═══ TASK MATERIAL ═══

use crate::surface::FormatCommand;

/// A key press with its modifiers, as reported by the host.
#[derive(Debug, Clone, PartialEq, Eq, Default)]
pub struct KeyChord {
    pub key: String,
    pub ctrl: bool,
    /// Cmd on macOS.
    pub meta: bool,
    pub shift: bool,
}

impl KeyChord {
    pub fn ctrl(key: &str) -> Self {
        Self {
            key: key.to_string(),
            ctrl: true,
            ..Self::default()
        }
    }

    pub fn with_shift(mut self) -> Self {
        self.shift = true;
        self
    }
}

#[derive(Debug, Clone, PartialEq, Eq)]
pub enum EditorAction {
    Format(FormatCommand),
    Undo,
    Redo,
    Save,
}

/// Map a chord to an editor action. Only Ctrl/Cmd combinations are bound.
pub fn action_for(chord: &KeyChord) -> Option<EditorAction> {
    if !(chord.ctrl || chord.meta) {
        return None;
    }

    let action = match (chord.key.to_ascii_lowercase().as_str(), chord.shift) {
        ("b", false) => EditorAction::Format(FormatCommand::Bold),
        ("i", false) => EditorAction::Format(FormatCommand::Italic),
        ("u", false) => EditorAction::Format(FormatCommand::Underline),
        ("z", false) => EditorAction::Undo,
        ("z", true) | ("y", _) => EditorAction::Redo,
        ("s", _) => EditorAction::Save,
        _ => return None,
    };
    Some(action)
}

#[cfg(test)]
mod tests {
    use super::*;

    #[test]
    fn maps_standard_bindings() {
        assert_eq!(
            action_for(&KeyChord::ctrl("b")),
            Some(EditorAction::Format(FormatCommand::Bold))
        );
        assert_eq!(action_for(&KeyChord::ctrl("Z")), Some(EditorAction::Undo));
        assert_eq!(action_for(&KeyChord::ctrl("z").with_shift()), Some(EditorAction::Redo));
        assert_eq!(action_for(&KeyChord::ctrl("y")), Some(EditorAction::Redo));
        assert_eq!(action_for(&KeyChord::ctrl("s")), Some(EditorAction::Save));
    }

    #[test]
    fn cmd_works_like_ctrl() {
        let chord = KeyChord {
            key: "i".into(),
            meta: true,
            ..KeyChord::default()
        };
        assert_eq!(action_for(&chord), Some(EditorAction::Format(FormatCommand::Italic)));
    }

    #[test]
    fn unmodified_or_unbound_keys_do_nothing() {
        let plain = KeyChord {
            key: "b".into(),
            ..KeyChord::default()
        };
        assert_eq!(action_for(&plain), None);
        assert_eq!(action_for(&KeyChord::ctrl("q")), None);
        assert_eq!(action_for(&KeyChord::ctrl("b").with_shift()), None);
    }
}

═══
═══ TASK MATERIAL ═══

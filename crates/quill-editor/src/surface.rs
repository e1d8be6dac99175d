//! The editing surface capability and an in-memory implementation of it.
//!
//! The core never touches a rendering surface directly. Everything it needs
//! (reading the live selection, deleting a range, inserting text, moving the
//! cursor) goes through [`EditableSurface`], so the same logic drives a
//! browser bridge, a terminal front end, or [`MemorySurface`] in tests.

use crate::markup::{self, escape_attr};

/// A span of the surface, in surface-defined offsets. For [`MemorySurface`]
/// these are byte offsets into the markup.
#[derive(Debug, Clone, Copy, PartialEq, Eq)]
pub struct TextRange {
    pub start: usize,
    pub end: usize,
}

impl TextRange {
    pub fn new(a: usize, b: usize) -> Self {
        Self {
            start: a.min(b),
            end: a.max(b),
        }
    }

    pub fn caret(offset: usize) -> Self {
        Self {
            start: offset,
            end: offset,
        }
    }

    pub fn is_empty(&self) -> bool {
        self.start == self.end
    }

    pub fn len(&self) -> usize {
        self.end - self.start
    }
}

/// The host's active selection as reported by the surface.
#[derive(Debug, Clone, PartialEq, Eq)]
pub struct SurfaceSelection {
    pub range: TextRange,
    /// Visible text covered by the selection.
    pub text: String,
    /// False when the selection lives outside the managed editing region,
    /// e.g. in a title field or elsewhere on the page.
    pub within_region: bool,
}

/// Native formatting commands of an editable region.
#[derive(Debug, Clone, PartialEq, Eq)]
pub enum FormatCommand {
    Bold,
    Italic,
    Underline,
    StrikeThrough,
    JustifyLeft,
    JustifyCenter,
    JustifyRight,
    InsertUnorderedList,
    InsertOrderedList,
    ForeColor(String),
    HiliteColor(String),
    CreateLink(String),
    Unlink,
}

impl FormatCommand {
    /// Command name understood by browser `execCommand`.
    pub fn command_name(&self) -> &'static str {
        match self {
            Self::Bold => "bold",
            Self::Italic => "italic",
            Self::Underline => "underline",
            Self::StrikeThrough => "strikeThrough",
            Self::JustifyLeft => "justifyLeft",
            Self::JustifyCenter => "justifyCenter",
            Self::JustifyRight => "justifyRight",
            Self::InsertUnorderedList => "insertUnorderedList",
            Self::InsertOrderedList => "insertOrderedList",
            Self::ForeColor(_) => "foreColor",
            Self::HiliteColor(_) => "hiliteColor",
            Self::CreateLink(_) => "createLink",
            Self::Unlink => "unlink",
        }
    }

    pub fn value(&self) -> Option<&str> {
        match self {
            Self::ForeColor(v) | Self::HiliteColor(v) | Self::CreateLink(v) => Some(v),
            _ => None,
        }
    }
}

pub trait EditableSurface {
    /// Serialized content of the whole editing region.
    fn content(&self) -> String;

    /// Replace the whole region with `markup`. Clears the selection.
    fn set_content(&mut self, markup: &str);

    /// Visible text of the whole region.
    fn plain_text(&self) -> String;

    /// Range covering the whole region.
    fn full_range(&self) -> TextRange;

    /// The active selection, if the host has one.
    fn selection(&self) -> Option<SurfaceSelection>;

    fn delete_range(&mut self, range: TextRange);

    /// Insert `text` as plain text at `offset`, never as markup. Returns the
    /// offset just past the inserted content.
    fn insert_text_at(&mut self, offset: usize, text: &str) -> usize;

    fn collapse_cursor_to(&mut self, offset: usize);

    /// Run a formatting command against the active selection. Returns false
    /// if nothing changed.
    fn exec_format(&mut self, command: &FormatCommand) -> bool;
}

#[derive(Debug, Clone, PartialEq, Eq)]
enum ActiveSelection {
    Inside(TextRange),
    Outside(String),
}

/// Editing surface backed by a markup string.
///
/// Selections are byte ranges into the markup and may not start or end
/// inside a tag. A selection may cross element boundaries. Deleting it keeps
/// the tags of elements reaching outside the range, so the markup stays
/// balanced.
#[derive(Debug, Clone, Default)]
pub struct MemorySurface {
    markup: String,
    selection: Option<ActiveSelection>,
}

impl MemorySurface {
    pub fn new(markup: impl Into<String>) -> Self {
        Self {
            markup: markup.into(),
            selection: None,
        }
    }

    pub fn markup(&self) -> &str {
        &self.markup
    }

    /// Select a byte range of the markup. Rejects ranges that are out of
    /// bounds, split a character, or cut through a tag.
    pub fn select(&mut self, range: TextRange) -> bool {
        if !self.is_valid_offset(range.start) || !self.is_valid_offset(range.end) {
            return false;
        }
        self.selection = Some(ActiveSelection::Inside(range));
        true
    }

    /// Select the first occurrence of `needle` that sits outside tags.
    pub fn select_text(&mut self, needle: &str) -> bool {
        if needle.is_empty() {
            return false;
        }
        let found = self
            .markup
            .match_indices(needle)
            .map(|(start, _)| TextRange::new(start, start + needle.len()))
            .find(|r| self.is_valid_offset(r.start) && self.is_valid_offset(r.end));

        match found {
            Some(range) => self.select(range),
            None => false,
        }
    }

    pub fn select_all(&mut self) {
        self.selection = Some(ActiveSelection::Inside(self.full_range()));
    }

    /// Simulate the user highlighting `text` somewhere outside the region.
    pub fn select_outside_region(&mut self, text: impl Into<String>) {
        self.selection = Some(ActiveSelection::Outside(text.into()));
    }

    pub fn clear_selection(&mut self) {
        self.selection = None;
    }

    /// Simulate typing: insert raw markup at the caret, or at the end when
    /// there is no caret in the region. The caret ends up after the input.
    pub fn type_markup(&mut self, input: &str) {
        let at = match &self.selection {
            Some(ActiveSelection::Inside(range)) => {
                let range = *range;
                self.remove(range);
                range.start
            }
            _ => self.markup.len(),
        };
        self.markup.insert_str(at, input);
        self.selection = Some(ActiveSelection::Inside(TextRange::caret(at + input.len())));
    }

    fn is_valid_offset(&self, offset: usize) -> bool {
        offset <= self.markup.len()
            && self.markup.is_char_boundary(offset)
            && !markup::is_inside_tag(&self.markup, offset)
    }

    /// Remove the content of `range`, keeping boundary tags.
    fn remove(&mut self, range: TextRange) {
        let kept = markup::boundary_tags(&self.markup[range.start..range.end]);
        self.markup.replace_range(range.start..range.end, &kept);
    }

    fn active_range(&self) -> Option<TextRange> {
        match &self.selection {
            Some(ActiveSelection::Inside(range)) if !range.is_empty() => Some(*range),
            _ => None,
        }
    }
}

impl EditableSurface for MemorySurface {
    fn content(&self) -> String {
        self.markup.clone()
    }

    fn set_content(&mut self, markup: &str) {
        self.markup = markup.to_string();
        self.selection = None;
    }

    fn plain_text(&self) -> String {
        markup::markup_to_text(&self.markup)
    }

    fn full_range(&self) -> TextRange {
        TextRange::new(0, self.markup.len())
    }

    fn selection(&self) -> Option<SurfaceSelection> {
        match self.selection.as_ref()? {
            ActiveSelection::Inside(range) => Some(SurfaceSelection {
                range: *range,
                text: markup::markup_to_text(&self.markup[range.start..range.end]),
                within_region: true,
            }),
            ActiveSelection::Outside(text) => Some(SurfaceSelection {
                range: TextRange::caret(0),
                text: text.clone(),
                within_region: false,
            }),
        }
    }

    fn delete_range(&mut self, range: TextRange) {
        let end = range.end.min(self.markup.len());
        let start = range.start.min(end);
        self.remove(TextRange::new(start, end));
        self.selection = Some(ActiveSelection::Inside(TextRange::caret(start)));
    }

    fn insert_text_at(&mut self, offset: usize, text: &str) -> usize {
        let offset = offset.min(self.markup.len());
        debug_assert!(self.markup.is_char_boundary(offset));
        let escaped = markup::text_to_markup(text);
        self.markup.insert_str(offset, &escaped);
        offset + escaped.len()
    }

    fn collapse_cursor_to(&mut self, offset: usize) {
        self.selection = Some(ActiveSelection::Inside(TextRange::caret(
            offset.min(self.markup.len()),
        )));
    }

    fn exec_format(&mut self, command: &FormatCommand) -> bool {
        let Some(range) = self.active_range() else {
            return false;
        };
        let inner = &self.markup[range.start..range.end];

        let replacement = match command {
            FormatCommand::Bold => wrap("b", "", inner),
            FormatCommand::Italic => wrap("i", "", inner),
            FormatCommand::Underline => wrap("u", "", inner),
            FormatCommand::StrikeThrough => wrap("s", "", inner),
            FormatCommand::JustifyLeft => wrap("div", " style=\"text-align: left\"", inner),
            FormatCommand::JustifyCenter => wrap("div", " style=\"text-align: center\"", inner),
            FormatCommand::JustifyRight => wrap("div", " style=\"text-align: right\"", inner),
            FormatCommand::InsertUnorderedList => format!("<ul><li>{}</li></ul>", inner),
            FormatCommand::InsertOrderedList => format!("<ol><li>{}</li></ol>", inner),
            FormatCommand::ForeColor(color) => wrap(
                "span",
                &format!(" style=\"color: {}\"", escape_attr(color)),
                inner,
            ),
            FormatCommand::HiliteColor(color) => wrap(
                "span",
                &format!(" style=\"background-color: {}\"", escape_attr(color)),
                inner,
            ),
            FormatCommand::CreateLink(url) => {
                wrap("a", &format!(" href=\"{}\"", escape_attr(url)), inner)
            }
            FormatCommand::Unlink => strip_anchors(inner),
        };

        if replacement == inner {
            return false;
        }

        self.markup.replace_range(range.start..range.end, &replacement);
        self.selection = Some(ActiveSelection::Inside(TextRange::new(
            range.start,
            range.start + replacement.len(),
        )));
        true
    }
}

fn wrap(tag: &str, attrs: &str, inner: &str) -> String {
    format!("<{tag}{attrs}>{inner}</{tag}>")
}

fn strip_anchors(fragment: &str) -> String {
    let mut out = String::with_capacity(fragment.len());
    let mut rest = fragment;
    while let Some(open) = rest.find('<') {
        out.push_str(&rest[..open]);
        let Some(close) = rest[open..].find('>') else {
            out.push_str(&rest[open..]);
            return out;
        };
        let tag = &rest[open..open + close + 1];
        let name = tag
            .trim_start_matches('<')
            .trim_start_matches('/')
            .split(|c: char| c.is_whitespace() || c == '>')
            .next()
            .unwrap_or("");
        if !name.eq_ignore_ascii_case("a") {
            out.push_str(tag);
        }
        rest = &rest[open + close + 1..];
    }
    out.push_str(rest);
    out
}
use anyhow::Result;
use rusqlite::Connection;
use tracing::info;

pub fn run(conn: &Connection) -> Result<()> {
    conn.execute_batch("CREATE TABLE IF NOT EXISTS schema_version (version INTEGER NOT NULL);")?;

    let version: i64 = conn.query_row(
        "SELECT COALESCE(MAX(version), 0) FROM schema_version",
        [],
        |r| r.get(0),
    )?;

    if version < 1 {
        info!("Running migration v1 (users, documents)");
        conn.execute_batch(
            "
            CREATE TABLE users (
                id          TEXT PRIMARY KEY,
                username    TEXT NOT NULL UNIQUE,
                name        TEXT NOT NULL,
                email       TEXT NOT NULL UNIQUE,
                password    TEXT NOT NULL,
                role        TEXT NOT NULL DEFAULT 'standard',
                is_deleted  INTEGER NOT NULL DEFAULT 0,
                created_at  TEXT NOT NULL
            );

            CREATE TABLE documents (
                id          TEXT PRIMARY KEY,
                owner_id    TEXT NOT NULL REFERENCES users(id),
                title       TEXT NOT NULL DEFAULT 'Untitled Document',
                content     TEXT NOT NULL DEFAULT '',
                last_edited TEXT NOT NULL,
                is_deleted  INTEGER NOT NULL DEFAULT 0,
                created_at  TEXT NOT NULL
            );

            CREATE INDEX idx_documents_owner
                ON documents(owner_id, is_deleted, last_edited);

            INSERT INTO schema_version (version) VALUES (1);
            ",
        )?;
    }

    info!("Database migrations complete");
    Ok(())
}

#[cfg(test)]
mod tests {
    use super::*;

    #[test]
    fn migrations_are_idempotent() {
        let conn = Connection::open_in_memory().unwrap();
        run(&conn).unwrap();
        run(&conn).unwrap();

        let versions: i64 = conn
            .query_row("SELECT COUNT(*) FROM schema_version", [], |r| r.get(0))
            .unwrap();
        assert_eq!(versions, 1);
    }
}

═══
═══ TASK MATERIAL ═══

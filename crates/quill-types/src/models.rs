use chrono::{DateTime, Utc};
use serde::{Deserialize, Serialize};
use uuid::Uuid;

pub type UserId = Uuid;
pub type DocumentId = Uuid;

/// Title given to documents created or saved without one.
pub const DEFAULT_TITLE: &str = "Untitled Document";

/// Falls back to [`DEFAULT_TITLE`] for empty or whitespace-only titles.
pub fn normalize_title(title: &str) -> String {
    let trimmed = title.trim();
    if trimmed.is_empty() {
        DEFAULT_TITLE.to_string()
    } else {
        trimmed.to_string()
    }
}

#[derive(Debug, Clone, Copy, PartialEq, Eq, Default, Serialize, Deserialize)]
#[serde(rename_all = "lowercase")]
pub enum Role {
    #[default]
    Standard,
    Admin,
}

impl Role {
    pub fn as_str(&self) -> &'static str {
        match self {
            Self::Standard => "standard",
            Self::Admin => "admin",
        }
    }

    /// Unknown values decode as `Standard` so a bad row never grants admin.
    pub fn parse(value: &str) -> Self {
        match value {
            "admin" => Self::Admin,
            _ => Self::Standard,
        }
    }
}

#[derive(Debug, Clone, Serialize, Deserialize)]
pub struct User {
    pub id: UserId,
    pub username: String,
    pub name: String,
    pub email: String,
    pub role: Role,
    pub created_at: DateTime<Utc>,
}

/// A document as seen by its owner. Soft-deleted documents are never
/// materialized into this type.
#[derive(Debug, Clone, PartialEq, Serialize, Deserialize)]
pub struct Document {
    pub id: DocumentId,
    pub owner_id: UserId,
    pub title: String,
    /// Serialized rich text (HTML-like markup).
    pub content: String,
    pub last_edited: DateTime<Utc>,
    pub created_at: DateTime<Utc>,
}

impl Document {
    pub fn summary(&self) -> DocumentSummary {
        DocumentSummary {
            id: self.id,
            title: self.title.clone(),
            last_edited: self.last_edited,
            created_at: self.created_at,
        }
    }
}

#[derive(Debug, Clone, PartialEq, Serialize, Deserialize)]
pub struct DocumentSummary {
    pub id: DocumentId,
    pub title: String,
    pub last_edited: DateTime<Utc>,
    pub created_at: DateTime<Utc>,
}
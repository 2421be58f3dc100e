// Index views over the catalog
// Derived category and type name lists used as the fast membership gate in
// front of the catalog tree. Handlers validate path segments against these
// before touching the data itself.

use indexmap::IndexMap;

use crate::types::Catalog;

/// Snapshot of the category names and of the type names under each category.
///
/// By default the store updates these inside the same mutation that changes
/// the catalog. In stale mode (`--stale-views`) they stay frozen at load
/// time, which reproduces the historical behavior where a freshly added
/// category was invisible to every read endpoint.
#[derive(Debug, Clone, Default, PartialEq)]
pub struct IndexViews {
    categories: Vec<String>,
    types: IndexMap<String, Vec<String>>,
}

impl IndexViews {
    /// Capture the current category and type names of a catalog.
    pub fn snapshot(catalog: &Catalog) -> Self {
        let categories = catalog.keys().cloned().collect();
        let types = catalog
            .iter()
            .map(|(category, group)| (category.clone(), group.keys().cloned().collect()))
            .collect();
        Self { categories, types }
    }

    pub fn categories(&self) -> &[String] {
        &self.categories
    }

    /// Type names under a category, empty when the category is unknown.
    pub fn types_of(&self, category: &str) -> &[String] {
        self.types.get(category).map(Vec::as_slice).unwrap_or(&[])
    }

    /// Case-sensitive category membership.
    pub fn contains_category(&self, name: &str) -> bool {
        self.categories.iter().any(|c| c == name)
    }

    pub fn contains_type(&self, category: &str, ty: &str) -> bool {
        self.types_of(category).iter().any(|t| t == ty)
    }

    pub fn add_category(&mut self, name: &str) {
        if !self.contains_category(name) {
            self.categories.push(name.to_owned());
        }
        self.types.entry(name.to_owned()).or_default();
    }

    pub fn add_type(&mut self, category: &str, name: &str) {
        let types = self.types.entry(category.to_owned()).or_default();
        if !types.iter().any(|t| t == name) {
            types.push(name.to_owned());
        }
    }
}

═══

YOUR GOAL: In the data above, how many lines contain the word "Option"? Only the number is wanted.

WRITTEN RESPONSE: 6